One Way Trip 3D is a 2011 Austrian-Swiss 3D horror film directed by Markus Welter. It follows a group of young people whose camping trip in the Jura turns into a deadly ordeal after they seek shelter in a remote farmhouse. The film opened in sixth place in German-speaking Switzerland on its opening weekend and was later screened at several festivals.

== Synopsis ==
A group of eight young people travel to the Jura with provisions and tents during mushroom season. Their trip takes a violent turn when one of them returns from fetching beer with severe facial injuries and collapses by the campfire.

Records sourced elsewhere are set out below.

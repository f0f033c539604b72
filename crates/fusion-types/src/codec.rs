//! Big-endian byte cursor used by every packed payload.
//!
//! The wire formats are tightly packed (3-byte rate bumps, 2-byte deltas,
//! 10-byte tags), so reads are explicit about width rather than going
//! through a general serializer.

use crate::{Address, FusionError, Result};

/// Read cursor over a packed byte payload.
pub struct ByteReader<'a> {
    buf: &'a [u8],
    pos: usize,
    context: &'static str,
}

impl<'a> ByteReader<'a> {
    /// `context` names the payload in error messages.
    #[must_use]
    pub fn new(buf: &'a [u8], context: &'static str) -> Self {
        Self {
            buf,
            pos: 0,
            context,
        }
    }

    /// Bytes not yet consumed.
    #[must_use]
    pub fn remaining(&self) -> usize {
        self.buf.len() - self.pos
    }

    #[must_use]
    pub fn is_empty(&self) -> bool {
        self.remaining() == 0
    }

    pub fn read_bytes(&mut self, len: usize) -> Result<&'a [u8]> {
        if self.remaining() < len {
            return Err(FusionError::malformed(
                self.context,
                format!(
                    "need {len} bytes at offset {}, only {} left",
                    self.pos,
                    self.remaining()
                ),
            ));
        }
        let out = &self.buf[self.pos..self.pos + len];
        self.pos += len;
        Ok(out)
    }

    pub fn read_array<const N: usize>(&mut self) -> Result<[u8; N]> {
        let mut out = [0u8; N];
        out.copy_from_slice(self.read_bytes(N)?);
        Ok(out)
    }

    pub fn read_u8(&mut self) -> Result<u8> {
        Ok(self.read_array::<1>()?[0])
    }

    pub fn read_u16(&mut self) -> Result<u16> {
        Ok(u16::from_be_bytes(self.read_array()?))
    }

    /// 3-byte big-endian integer.
    pub fn read_u24(&mut self) -> Result<u32> {
        let [a, b, c] = self.read_array::<3>()?;
        Ok(u32::from_be_bytes([0, a, b, c]))
    }

    pub fn read_u32(&mut self) -> Result<u32> {
        Ok(u32::from_be_bytes(self.read_array()?))
    }

    pub fn read_u64(&mut self) -> Result<u64> {
        Ok(u64::from_be_bytes(self.read_array()?))
    }

    pub fn read_u128(&mut self) -> Result<u128> {
        Ok(u128::from_be_bytes(self.read_array()?))
    }

    pub fn read_bool(&mut self) -> Result<bool> {
        match self.read_u8()? {
            0 => Ok(false),
            1 => Ok(true),
            other => Err(FusionError::malformed(
                self.context,
                format!("flag byte must be 0 or 1, got {other}"),
            )),
        }
    }

    pub fn read_address(&mut self) -> Result<Address> {
        Ok(Address::from(self.read_array::<20>()?))
    }

    /// Length-prefixed (u16) byte string.
    pub fn read_bytes_u16(&mut self) -> Result<&'a [u8]> {
        let len = usize::from(self.read_u16()?);
        self.read_bytes(len)
    }

    /// Length-prefixed (u32) byte string.
    pub fn read_bytes_u32(&mut self) -> Result<&'a [u8]> {
        let len = usize::try_from(self.read_u32()?)
            .map_err(|_| FusionError::malformed(self.context, "length prefix too large"))?;
        self.read_bytes(len)
    }

    /// Everything not yet consumed.
    pub fn rest(&mut self) -> &'a [u8] {
        let out = &self.buf[self.pos..];
        self.pos = self.buf.len();
        out
    }

    /// Fail if any bytes are left over.
    pub fn finish(self) -> Result<()> {
        if self.is_empty() {
            Ok(())
        } else {
            Err(FusionError::malformed(
                self.context,
                format!("{} trailing bytes", self.remaining()),
            ))
        }
    }
}

/// Append-only writer producing the same layouts [`ByteReader`] consumes.
#[derive(Debug, Default)]
pub struct ByteWriter {
    buf: Vec<u8>,
}

impl ByteWriter {
    #[must_use]
    pub fn new() -> Self {
        Self::default()
    }

    pub fn put_u8(&mut self, v: u8) -> &mut Self {
        self.buf.push(v);
        self
    }

    pub fn put_u16(&mut self, v: u16) -> &mut Self {
        self.buf.extend_from_slice(&v.to_be_bytes());
        self
    }

    /// Low three bytes of `v`, big-endian.
    pub fn put_u24(&mut self, v: u32) -> &mut Self {
        self.buf.extend_from_slice(&v.to_be_bytes()[1..]);
        self
    }

    pub fn put_u32(&mut self, v: u32) -> &mut Self {
        self.buf.extend_from_slice(&v.to_be_bytes());
        self
    }

    pub fn put_u64(&mut self, v: u64) -> &mut Self {
        self.buf.extend_from_slice(&v.to_be_bytes());
        self
    }

    pub fn put_u128(&mut self, v: u128) -> &mut Self {
        self.buf.extend_from_slice(&v.to_be_bytes());
        self
    }

    pub fn put_bool(&mut self, v: bool) -> &mut Self {
        self.put_u8(u8::from(v))
    }

    pub fn put_address(&mut self, a: &Address) -> &mut Self {
        self.buf.extend_from_slice(a.as_slice());
        self
    }

    pub fn put_bytes(&mut self, bytes: &[u8]) -> &mut Self {
        self.buf.extend_from_slice(bytes);
        self
    }

    /// u16 length prefix followed by the bytes.
    pub fn put_bytes_u16(&mut self, bytes: &[u8], context: &'static str) -> Result<&mut Self> {
        let len = u16::try_from(bytes.len())
            .map_err(|_| FusionError::malformed(context, "segment longer than 65535 bytes"))?;
        self.put_u16(len);
        Ok(self.put_bytes(bytes))
    }

    /// u32 length prefix followed by the bytes.
    pub fn put_bytes_u32(&mut self, bytes: &[u8], context: &'static str) -> Result<&mut Self> {
        let len = u32::try_from(bytes.len())
            .map_err(|_| FusionError::malformed(context, "segment longer than u32::MAX bytes"))?;
        self.put_u32(len);
        Ok(self.put_bytes(bytes))
    }

    #[must_use]
    pub fn into_bytes(self) -> Vec<u8> {
        self.buf
    }
}
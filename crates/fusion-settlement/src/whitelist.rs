//! Resolver whitelist gate.
//!
//! Each order names an auction start time and an opaque 10-byte whitelist
//! tag. An oracle maps `(resolver, tag)` to the number of seconds after the
//! auction start at which that resolver is unlocked. A resolver the oracle
//! does not know is never allowed.
//!
//! ```text
//! allowed  ⇔  now ≥ auction_start + delay(resolver, tag)
//! ```
//!
//! The gate runs in the post-hook before any fee is charged, so a rejected
//! resolver leaves credit untouched.

use std::collections::HashMap;

use fusion_types::constants::WHITELIST_DATA_LEN;
use fusion_types::{Address, FusionError, Result, Timestamp};

/// Source of per-resolver unlock delays.
pub trait WhitelistOracle {
    /// Seconds after auction start at which `resolver` may settle orders
    /// carrying `whitelist_data`, or `None` if it never may.
    fn resolver_delay(&self, resolver: Address, whitelist_data: &[u8; WHITELIST_DATA_LEN])
    -> Option<u64>;
}

/// Low 10 bytes of an address, the form resolvers take in whitelist tables.
#[must_use]
pub fn resolver_tag(resolver: Address) -> [u8; WHITELIST_DATA_LEN] {
    let mut tag = [0u8; WHITELIST_DATA_LEN];
    tag.copy_from_slice(&resolver.as_slice()[20 - WHITELIST_DATA_LEN..]);
    tag
}

/// Fixed table of delays keyed by `(whitelist tag, resolver tag)`, with an
/// optional delay after which anyone may settle. A listed resolver gets the
/// earlier of its own delay and the public one.
#[derive(Debug, Clone, Default)]
pub struct StaticWhitelist {
    delays: HashMap<([u8; WHITELIST_DATA_LEN], [u8; WHITELIST_DATA_LEN]), u64>,
    public_delay: Option<u64>,
}

impl StaticWhitelist {
    #[must_use]
    pub fn new() -> Self {
        Self::default()
    }

    /// Unlock `resolver` on orders tagged `whitelist_data` after `delay`
    /// seconds.
    #[must_use]
    pub fn allow(
        mut self,
        whitelist_data: [u8; WHITELIST_DATA_LEN],
        resolver: Address,
        delay: u64,
    ) -> Self {
        self.delays
            .insert((whitelist_data, resolver_tag(resolver)), delay);
        self
    }

    /// Unlock every resolver after `delay` seconds.
    #[must_use]
    pub fn public_after(mut self, delay: u64) -> Self {
        self.public_delay = Some(delay);
        self
    }
}

impl WhitelistOracle for StaticWhitelist {
    fn resolver_delay(
        &self,
        resolver: Address,
        whitelist_data: &[u8; WHITELIST_DATA_LEN],
    ) -> Option<u64> {
        let listed = self
            .delays
            .get(&(*whitelist_data, resolver_tag(resolver)))
            .copied();
        match (listed, self.public_delay) {
            (Some(own), Some(public)) => Some(own.min(public)),
            (own, public) => own.or(public),
        }
    }
}

/// Evaluates resolver access against an oracle.
#[derive(Debug, Clone)]
pub struct WhitelistGate<W> {
    oracle: W,
}

impl<W: WhitelistOracle> WhitelistGate<W> {
    pub fn new(oracle: W) -> Self {
        Self { oracle }
    }

    pub fn oracle(&self) -> &W {
        &self.oracle
    }

    /// First instant at which `resolver` may settle, if ever.
    pub fn allowed_from(
        &self,
        resolver: Address,
        whitelist_data: &[u8; WHITELIST_DATA_LEN],
        auction_start: Timestamp,
    ) -> Option<Timestamp> {
        self.oracle
            .resolver_delay(resolver, whitelist_data)
            .map(|delay| auction_start.saturating_add(delay))
    }

    /// # Errors
    /// `ResolverIsNotWhitelisted` if `now` is before the resolver's cutoff
    /// or the oracle does not know the resolver.
    pub fn check_access(
        &self,
        resolver: Address,
        whitelist_data: &[u8; WHITELIST_DATA_LEN],
        auction_start: Timestamp,
        now: Timestamp,
    ) -> Result<()> {
        let allowed_from = self.allowed_from(resolver, whitelist_data, auction_start);
        match allowed_from {
            Some(cutoff) if now >= cutoff => Ok(()),
            _ => {
                tracing::warn!(
                    %resolver,
                    auction_start,
                    ?allowed_from,
                    now,
                    "Resolver rejected by whitelist"
                );
                Err(FusionError::ResolverIsNotWhitelisted {
                    resolver,
                    allowed_from,
                    now,
                })
            }
        }
    }
}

As a storm rises and their phones stop working, they take shelter in a nearby farmhouse, where they become trapped and are hunted by sinister pursuers.

==Cast==
The cast includes:
- Sabrina Reiter as Valerie
- Melanie Winiger as Marlene
- Herbert Leiser as Pius
- Martin Loos as Robert
- Aaron Hitz as Mike
- Matthias Britschgi as Lars
- Simon Käser as Thomas
- Isabelle Barth as Sarah
- Harry Lampl as Timo
- Tanja Raunig as Lilli

== Release and reception ==
The film opened in sixth place in German-speaking Switzerland on its opening weekend. Limmattaler Zeitung described the film as the first Swiss 3-D film. It wrote that the film follows familiar horror conventions, and praised the cast, especially Sabrina Reiter, but criticised the later violence as too explicit and too bloody after the earlier suspense. Kino-Zeit wrote that the film was atmospheric but offered little that was new apart from its 3D effects. The review also criticised its slow pacing and said the characters remained one-dimensional. OutNow wrote that the film became fairly watchable in its second half, and praised Sabrina Reiter and the film’s setting, but criticised the dialogue and the 3D effects.

== Festival screenings ==
The film premiered in 2011. It was later screened at festivals including the Solothurn Film Festival, the Filmfestival Max Ophüls Preis in Saarbrücken, and the Brussels International Fantastic Film Festival in 2012, and the Nocturna Madrid International Fantastic Film Festival in 2013.